==== SOURCE DATA ====
//! Expected-gap synthesizer.
//!
//! Reasons about absence: stubs standing in for an implementation, contract
//! methods an implementer never defines, and source files or exports no test
//! ever mentions.

use std::collections::BTreeMap;

use crate::files::SourceUnit;
use crate::finding::{Finding, FindingKind, Language, Severity};
use crate::patterns::run_isolated;
use crate::syntax::{
    walk, Class, ClassKind, Function, FunctionForm, Interface, Node, Scope, SyntaxTree,
};
use crate::{AnalysisDepth, CoverageRules};

/// Every declared contract in the scan, first declaration wins.
#[derive(Debug, Default)]
pub struct ContractTable {
    by_name: BTreeMap<String, (String, Interface)>,
}

impl ContractTable {
    /// Build from `(file, tree)` pairs in file-enumeration order.
    pub fn build<'a>(trees: impl IntoIterator<Item = (&'a str, &'a SyntaxTree)>) -> Self {
        let mut by_name = BTreeMap::new();
        for (file, tree) in trees {
            for contract in &tree.contracts {
                if by_name.contains_key(&contract.name) {
                    tracing::debug!(
                        contract = %contract.name,
                        file,
                        "duplicate contract name; keeping the first declaration"
                    );
                    continue;
                }
                by_name.insert(contract.name.clone(), (file.to_string(), contract.clone()));
            }
        }
        Self { by_name }
    }

    pub fn get(&self, name: &str) -> Option<&Interface> {
        self.by_name.get(name).map(|(_, contract)| contract)
    }

    /// File that declared `name`.
    pub fn origin(&self, name: &str) -> Option<&str> {
        self.by_name.get(name).map(|(file, _)| file.as_str())
    }

    pub fn len(&self) -> usize {
        self.by_name.len()
    }

    pub fn is_empty(&self) -> bool {
        self.by_name.is_empty()
    }
}

/// Test file by directory (`tests/`) or name (`test_x`, `x_test`, `x.test.ts`, `x.spec.ts`).
pub fn is_test_file(path: &str, rules: &CoverageRules) -> bool {
    let mut segments: Vec<&str> = path.split('/').collect();
    let name = segments.pop().unwrap_or(path);
    if segments
        .iter()
        .any(|dir| rules.test_dirs.iter().any(|t| t.eq_ignore_ascii_case(dir)))
    {
        return true;
    }
    let lower = name.to_ascii_lowercase();
    let stem = lower.split('.').next().unwrap_or(&lower);
    stem.starts_with("test_")
        || stem.ends_with("_test")
        || stem.ends_with("_spec")
        || lower.contains(".test.")
        || lower.contains(".spec.")
}

/// Lower-cased stem with test affixes removed, used to pair tests with sources.
pub fn normalized_stem(unit: &SourceUnit) -> String {
    let stem = unit.file_stem().to_ascii_lowercase();
    let stem = stem.strip_prefix("test_").unwrap_or(&stem);
    let stem = stem
        .strip_suffix("_test")
        .or_else(|| stem.strip_suffix("_spec"))
        .unwrap_or(stem);
    stem.to_string()
}

/// Test files indexed by normalised stem.
#[derive(Debug, Default)]
pub struct TestIndex<'a> {
    by_stem: BTreeMap<String, Vec<&'a SourceUnit>>,
}

impl<'a> TestIndex<'a> {
    pub fn build(units: &'a [SourceUnit], rules: &CoverageRules) -> Self {
        let mut by_stem: BTreeMap<String, Vec<&'a SourceUnit>> = BTreeMap::new();
        for unit in units.iter().filter(|u| is_test_file(&u.path, rules)) {
            by_stem.entry(normalized_stem(unit)).or_default().push(unit);
        }
        Self { by_stem }
    }

    /// Tests correlated with `unit`; a Rust file with inline tests is its own candidate.
    pub fn candidates(&self, unit: &'a SourceUnit) -> Vec<&'a SourceUnit> {
        let mut out = Vec::new();
        if unit.tree.as_ref().map(|t| t.has_inline_tests).unwrap_or(false) {
            out.push(unit);
        }
        if let Some(tests) = self.by_stem.get(&normalized_stem(unit)) {
            out.extend(tests.iter().copied().filter(|t| t.path != unit.path));
        }
        out
    }

    pub fn test_file_count(&self) -> usize {
        self.by_stem.values().map(Vec::len).sum()
    }
}

/// Whether `test` mentions `name`. A file that is its own test only counts
/// what its inline test items reference, never its own declarations.
fn exercises(test: &SourceUnit, unit: &SourceUnit, name: &str) -> bool {
    if test.path == unit.path {
        return test
            .tree
            .as_ref()
            .is_some_and(|tree| tree.inline_test_refs.contains(name));
    }
    mentions(&test.text, name)
}

/// Whole-word occurrence of `word` in `text`.
pub fn mentions(text: &str, word: &str) -> bool {
    if word.is_empty() {
        return false;
    }
    let is_word = |c: char| c.is_alphanumeric() || c == '_' || c == '$';
    text.match_indices(word).any(|(idx, _)| {
        let before = text[..idx].chars().next_back();
        let after = text[idx + word.len()..].chars().next();
        !before.map(is_word).unwrap_or(false) && !after.map(is_word).unwrap_or(false)
    })
}

/// Read-only inputs shared by every file's synthesis.
pub struct GapContext<'a> {
    pub unit: &'a SourceUnit,
    pub contracts: &'a ContractTable,
    pub tests: &'a TestIndex<'a>,
    pub rules: &'a CoverageRules,
    pub depth: AnalysisDepth,
}

impl GapContext<'_> {
    fn language(&self) -> Option<Language> {
        self.unit.language
    }

    fn is_test(&self) -> bool {
        is_test_file(&self.unit.path, self.rules)
    }
}

/// Run the synthesizer passes the depth enables, in a fixed order.
pub fn synthesize(ctx: &GapContext<'_>) -> Vec<Finding> {
    let mut findings = Vec::new();
    let file = ctx.unit.path.as_str();
    if ctx.depth.detects_stubs() {
        findings.extend(
            run_isolated("stub-detection", file, || detect_stubs(ctx)).unwrap_or_default(),
        );
        findings.extend(
            run_isolated("interface-coverage", file, || interface_coverage(ctx))
                .unwrap_or_default(),
        );
    }
    if ctx.depth.checks_test_coverage() {
        findings.extend(
            run_isolated("test-coverage", file, || test_coverage(ctx)).unwrap_or_default(),
        );
    }
    findings
}

fn describe_function(function: &Function, scope: Scope<'_>) -> String {
    match (function.form, scope.class) {
        (FunctionForm::Method, Some(class)) => format!("method `{}.{}`", class.name, function.name),
        (FunctionForm::Arrow, _) | (FunctionForm::Closure, _) => format!("`{}`", function.name),
        _ => format!("function `{}`", function.name),
    }
}

/// Top-level statement that unconditionally signals "not implemented".
fn not_implemented_throw(function: &Function) -> Option<u32> {
    function.body.as_ref()?.statements.iter().find_map(|stmt| match stmt {
        Node::Throw(throw) if throw.signals_not_implemented() => Some(throw.line),
        _ => None,
    })
}

fn is_minimal_class(class: &Class, language: Language) -> bool {
    if language == Language::Rust || class.kind != ClassKind::Class || class.has_supertype() {
        return false;
    }
    let mut methods = class.methods();
    matches!((methods.next(), methods.next()), (Some(only), None) if only.is_constructor())
        && class.members.len() == 1
}

pub fn detect_stubs(ctx: &GapContext<'_>) -> Vec<Finding> {
    let (Some(language), Some(tree)) = (ctx.language(), ctx.unit.tree.as_ref()) else {
        return Vec::new();
    };
    if ctx.is_test() {
        return Vec::new();
    }
    let mut out = Vec::new();
    let file = ctx.unit.path.as_str();
    walk(&tree.nodes, &mut |node, scope| match node {
        Node::Function(function) => {
            if function.is_abstract || function.body.is_none() {
                return;
            }
            let what = describe_function(function, scope);
            if function.has_empty_body() {
                if function.is_constructor() && !function.params.is_empty() {
                    return;
                }
                out.push(
                    Finding::new(
                        file,
                        Some(function.line),
                        FindingKind::StubImplementation,
                        Severity::Medium,
                        format!("{what} is a stub with an empty body"),
                    )
                    .with_suggestion(Some(language), &format!("implement {what}")),
                );
            } else if not_implemented_throw(function).is_some() {
                out.push(
                    Finding::new(
                        file,
                        Some(function.line),
                        FindingKind::StubImplementation,
                        Severity::Medium,
                        format!("{what} is a stub that only signals it is not implemented"),
                    )
                    .with_suggestion(Some(language), &format!("implement {what}")),
                );
            }
        }
        Node::Class(class) if is_minimal_class(class, language) => {
            out.push(
                Finding::new(
                    file,
                    Some(class.line),
                    FindingKind::StubImplementation,
                    Severity::Medium,
                    format!("class `{}` is a stub that only defines a constructor", class.name),
                )
                .with_suggestion(
                    Some(language),
                    &format!(
                        "add the behaviour class `{}` is meant to provide",
                        class.name
                    ),
                ),
            );
        }
        _ => {}
    });
    out
}

fn contract_key(name: &str) -> &str {
    let name = name.split('<').next().unwrap_or(name).trim();
    name.rsplit(['.', ':']).next().unwrap_or(name)
}

pub fn interface_coverage(ctx: &GapContext<'_>) -> Vec<Finding> {
    let (Some(language), Some(tree)) = (ctx.language(), ctx.unit.tree.as_ref()) else {
        return Vec::new();
    };
    if ctx.contracts.is_empty() {
        return Vec::new();
    }
    let mut out = Vec::new();
    let file = ctx.unit.path.as_str();
    walk(&tree.nodes, &mut |node, _| {
        let Node::Class(class) = node else {
            return;
        };
        // Abstract bases refining another contract are contracts themselves.
        if tree.contracts.iter().any(|c| c.name == class.name) {
            return;
        }
        let defined: Vec<&str> = class.methods().map(|m| m.name.as_str()).collect();
        for claimed in class.implements.iter().chain(&class.extends) {
            let key = contract_key(claimed);
            let Some(contract) = ctx.contracts.get(key) else {
                continue;
            };
            for method in &contract.methods {
                if defined.contains(&method.name.as_str()) {
                    continue;
                }
                out.push(
                    Finding::new(
                        file,
                        Some(class.line),
                        FindingKind::MissingInterfaceMethod,
                        Severity::High,
                        format!(
                            "`{}` implements `{}` but does not define required method `{}`",
                            class.name, contract.name, method.name
                        ),
                    )
                    .with_suggestion(
                        Some(language),
                        &format!(
                            "implement `{}` on `{}` to satisfy `{}`",
                            method.name, class.name, contract.name
                        ),
                    ),
                );
            }
        }
    });
    out
}

fn coverage_exempt(unit: &SourceUnit, rules: &CoverageRules) -> bool {
    unit.path.ends_with(".d.ts")
        || rules
            .exempt_stems
            .iter()
            .any(|stem| stem.eq_ignore_ascii_case(unit.file_stem()))
}

pub fn test_coverage(ctx: &GapContext<'_>) -> Vec<Finding> {
    let unit = ctx.unit;
    let (Some(language), Some(tree)) = (unit.language, unit.tree.as_ref()) else {
        return Vec::new();
    };
    if ctx.is_test() || coverage_exempt(unit, ctx.rules) {
        return Vec::new();
    }
    let candidates = ctx.tests.candidates(unit);
    if candidates.is_empty() {
        return vec![Finding::new(
            unit.path.as_str(),
            None,
            FindingKind::MissingTestCoverage,
            Severity::Medium,
            format!("no test file covers `{}`", unit.path),
        )
        .with_suggestion(Some(language), &format!("add tests for `{}`", unit.file_stem()))];
    }
    tree.exports
        .iter()
        .filter(|export| !candidates.iter().any(|test| exercises(test, unit, &export.name)))
        .map(|export| {
            Finding::new(
                unit.path.as_str(),
                Some(export.line),
                FindingKind::MissingTestCoverage,
                Severity::Medium,
                format!("exported `{}` is never referenced by a test", export.name),
            )
            .with_suggestion(Some(language), &format!("add a test exercising `{}`", export.name))
        })
        .collect()
}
====
▶ [WHAT YOU WILL DO]
Start at the first line of the entries and stop at the line that contains "use crate::patterns::run_isolated;". Repeat every line in that span exactly, and nothing beyond it.

▶ [RESPONSE TO THIS TASK]
//! Expected-gap synthesizer.
//!
//! Reasons about absence: stubs standing in for an implementation, contract
//! methods an implementer never defines, and source files or exports no test
//! ever mentions.

use std::collections::BTreeMap;

use crate::files::SourceUnit;
use crate::finding::{Finding, FindingKind, Language, Severity};
use crate::patterns::run_isolated;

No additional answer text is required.